WSJ Interviews LaSorda
Here is a new interview with Chrysler’s Tom LaSorda, a lean leader who has been featured often here on the Lean Blog (some earlier posts here).
LaSorda is spending a lot of his time at the Auto Show talking with dealers after the inventory problems they’ve gotten themselves into (waste of overproduction).
Last year Chrysler built far more cars and trucks than it could sell. Unsold inventories piled up. The company pushed dealers to buy more cars — even shipping cars to dealers who didn’t order them.
The article continues:
Sales of the high-horsepower cars that had fueled Chrysler’s turnaround plunged. And then Mr. LaSorda, the manufacturing whiz, lost basic manufacturing discipline. “We built too much inventory last year,” Mr. LaSorda concedes. As he tells it, the problem crept up on the company. Mr. LaSorda cut production in July and August. But he didn’t cut it enough, partly because Chrysler overestimated how many cars and trucks it could sell last summer and fall.

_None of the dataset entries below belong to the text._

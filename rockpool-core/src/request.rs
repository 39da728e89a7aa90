//! Request descriptors.

use http::{HeaderMap, Method};
use serde::de::DeserializeOwned;

use crate::response::BodyError;

/// An HTTP-shaped request descriptor.
///
/// This is a plain value holder: it carries what the caller asked for and
/// nothing about how (or whether) it gets sent. Backends treat it as opaque
/// beyond validating the URL.
///
/// # Examples
///
/// ```
/// use rockpool_core::Request;
/// use http::Method;
///
/// let req = Request::get("https://example.com/data.json");
/// assert_eq!(req.method(), &Method::GET);
/// assert_eq!(req.url(), "https://example.com/data.json");
/// ```
#[derive(Debug, Clone, PartialEq)]
pub struct Request {
    method: Method,
    url: String,
    headers: HeaderMap,
    body: Option<String>,
}

impl Request {
    /// Create a request with an explicit method.
    pub fn new(method: Method, url: impl Into<String>) -> Self {
        Self {
            method,
            url: url.into(),
            headers: HeaderMap::new(),
            body: None,
        }
    }

    /// Create a GET request.
    pub fn get(url: impl Into<String>) -> Self {
        Self::new(Method::GET, url)
    }

    /// Create a POST request carrying a body.
    pub fn post(url: impl Into<String>, body: impl Into<String>) -> Self {
        Self {
            method: Method::POST,
            url: url.into(),
            headers: HeaderMap::new(),
            body: Some(body.into()),
        }
    }

    /// Attach headers, replacing any existing ones.
    pub fn with_headers(mut self, headers: HeaderMap) -> Self {
        self.headers = headers;
        self
    }

    /// The request method.
    pub fn method(&self) -> &Method {
        &self.method
    }

    /// The target URL, exactly as supplied.
    pub fn url(&self) -> &str {
        &self.url
    }

    /// Request headers.
    pub fn headers(&self) -> &HeaderMap {
        &self.headers
    }

    /// The raw body, if one was attached.
    pub fn body(&self) -> Option<&str> {
        self.body.as_deref()
    }

    /// Deserialize the body as JSON.
    ///
    /// # Errors
    ///
    /// Returns [`BodyError::Missing`] when no body was attached, or
    /// [`BodyError::Decode`] when it is not valid JSON for `T`.
    pub fn json_body<T: DeserializeOwned>(&self) -> Result<T, BodyError> {
        let body = self.body.as_deref().ok_or(BodyError::Missing)?;
        serde_json::from_str(body).map_err(|e| BodyError::Decode(e.to_string()))
    }
}
//! Mocked connections.

use std::{cell::RefCell, rc::Rc};

use rockpool_core::{
    BackendError, BackendResult, Connection, ReadyState, Request, Response, TransportFault,
};
use tracing::debug;

use crate::emitter::{ResponseChannel, ResponseEvent, Subscription};

struct ConnectionInner {
    state: ReadyState,
    request: Rc<Request>,
    channel: ResponseChannel,
}

/// One simulated request/response exchange.
///
/// Created by [`MockBackend::create_connection`](crate::MockBackend::create_connection)
/// and handed both to the caller and to broadcast subscribers. Clones share
/// the same underlying connection, so resolving any handle resolves them all.
///
/// The code under test observes the outcome through
/// [`subscribe`](MockConnection::subscribe); the test drives it through
/// [`respond`](MockConnection::respond), [`error`](MockConnection::error), or
/// [`cancel`](MockConnection::cancel).
#[derive(Clone)]
pub struct MockConnection {
    inner: Rc<RefCell<ConnectionInner>>,
}

impl MockConnection {
    /// Create an open connection for `request` with a fresh, empty response
    /// channel. No side effects beyond initialization.
    pub fn new(request: Request) -> Self {
        Self {
            inner: Rc::new(RefCell::new(ConnectionInner {
                state: ReadyState::Open,
                request: Rc::new(request),
                channel: ResponseChannel::new(),
            })),
        }
    }

    /// The request descriptor this connection was opened for.
    ///
    /// The same allocation for the connection's whole lifetime: every handle
    /// and every subscriber sees an identical `Rc`.
    pub fn request(&self) -> Rc<Request> {
        Rc::clone(&self.inner.borrow().request)
    }

    /// Current lifecycle stage.
    pub fn ready_state(&self) -> ReadyState {
        self.inner.borrow().state
    }

    /// Register a callback on the response channel.
    ///
    /// Subscribe before resolving: delivery is synchronous and nothing is
    /// replayed.
    pub fn subscribe(&self, callback: impl FnMut(&ResponseEvent) + 'static) -> Subscription {
        self.inner.borrow().channel.subscribe(callback)
    }

    /// Resolve the exchange successfully.
    ///
    /// Moves the connection to [`ReadyState::Done`], delivers `response` on
    /// the channel, and completes it. Exactly one successful call is
    /// permitted per connection.
    ///
    /// # Errors
    ///
    /// Returns [`BackendError::AlreadyResolved`] when the connection already
    /// reached `Done` or `Cancelled`.
    pub fn respond(&self, response: Response) -> BackendResult<()> {
        let channel = {
            let mut inner = self.inner.borrow_mut();
            if inner.state.is_terminal() {
                return Err(BackendError::AlreadyResolved);
            }
            inner.state = ReadyState::Done;
            debug!(url = %inner.request.url(), "mock connection resolved");
            inner.channel.clone()
        };
        channel.deliver(response);
        Ok(())
    }

    /// Resolve the exchange with a delivered failure.
    ///
    /// Callable regardless of current state, matching real transport
    /// semantics where late errors can land on an abandoned request: the
    /// state becomes [`ReadyState::Done`] unconditionally, even from
    /// `Cancelled`. The fault reaches the channel only if no terminal event
    /// was published before; after a successful [`respond`](Self::respond)
    /// the channel is closed and the publication is dropped.
    pub fn error(&self, fault: TransportFault) {
        let channel = {
            let mut inner = self.inner.borrow_mut();
            inner.state = ReadyState::Done;
            debug!(url = %inner.request.url(), fault = %fault, "mock connection errored");
            inner.channel.clone()
        };
        channel.fail(fault);
    }

    /// Progressive-download notification. Reserved; currently inert.
    ///
    /// Callable for interface compatibility, but it must not move the state
    /// machine or touch the response channel.
    pub fn partial_download(&self, _response: Response) {
        tracing::trace!(
            url = %self.inner.borrow().request.url(),
            "partial download notification ignored"
        );
    }

    /// Abandon the exchange.
    ///
    /// Moves the connection to [`ReadyState::Cancelled`] unless it is already
    /// `Done`; a finished exchange cannot be cancelled. Never touches the
    /// response channel.
    pub fn cancel(&self) {
        let mut inner = self.inner.borrow_mut();
        if inner.state != ReadyState::Done {
            inner.state = ReadyState::Cancelled;
            debug!(url = %inner.request.url(), "mock connection cancelled");
        }
    }

    /// Bulk-resolution hook: mark the connection `Done` without publishing
    /// anything on its channel.
    pub(crate) fn force_resolve(&self) {
        self.inner.borrow_mut().state = ReadyState::Done;
    }

    /// Whether two handles refer to the same underlying connection.
    pub fn same_connection(&self, other: &MockConnection) -> bool {
        Rc::ptr_eq(&self.inner, &other.inner)
    }
}

impl Connection for MockConnection {
    fn request(&self) -> Rc<Request> {
        MockConnection::request(self)
    }

    fn ready_state(&self) -> ReadyState {
        MockConnection::ready_state(self)
    }

    fn cancel(&self) {
        MockConnection::cancel(self)
    }
}

impl std::fmt::Debug for MockConnection {
    fn fmt(&self, f: &mut std::fmt::Formatter<'_>) -> std::fmt::Result {
        let inner = self.inner.borrow();
        f.debug_struct("MockConnection")
            .field("state", &inner.state)
            .field("url", &inner.request.url())
            .finish()
    }
}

One other topic of interest that’s covered is the future role for Chinese production in the auto industries (and Chrysler’s talks of partnering to import cheap cars):
As for concerns, expressed by GM and Toyota executives, that Chinese-made cars aren’t good enough for the U.S. market, Mr. LaSorda disagrees. “I walked through their plants,” says the manufacturing expert. “I walked through their [engineering] labs. I walked through their suppliers’ plants and their design studios.” He saw lots of Western-made high-tech equipment, he explains, and “I was quite convinced.”
It’s a shame, though, that LaSorda falls back on the “we can’t compete” mantra that’s so common in the broader manufacturing world:
Meanwhile, in the quest to add fuel-efficient small cars to Chrysler’s lineup, Mr. LaSorda is turning to China. His deal to import cars from Chery Automobile Co. likely will make Chrysler the first Detroit company to import Chinese cars to the U.S. It’s yet another irony for a man with deep union roots, but Mr. LaSorda says he has no choice.
“We can’t compete in this segment with our cost structure in Canada and the U.S.,” he says. “So what do we do, just sit and wait?”
Lean advocates and practitioners like to talk about using Lean methods as an alternative to chasing cheap labor. Chrysler can’t get their costs down low enough and quality high enough to compete with China? I guess they can afford to build cars that customers and dealers don’t want, but they can’t afford to build inexpensive cars here in North America. Is LaSorda moving away from lean or is he just being realistic? What do you think?
By comparison, Jim Womack said in our recent podcast that China is nowhere near ready to build cars for American consumption. We’ll see.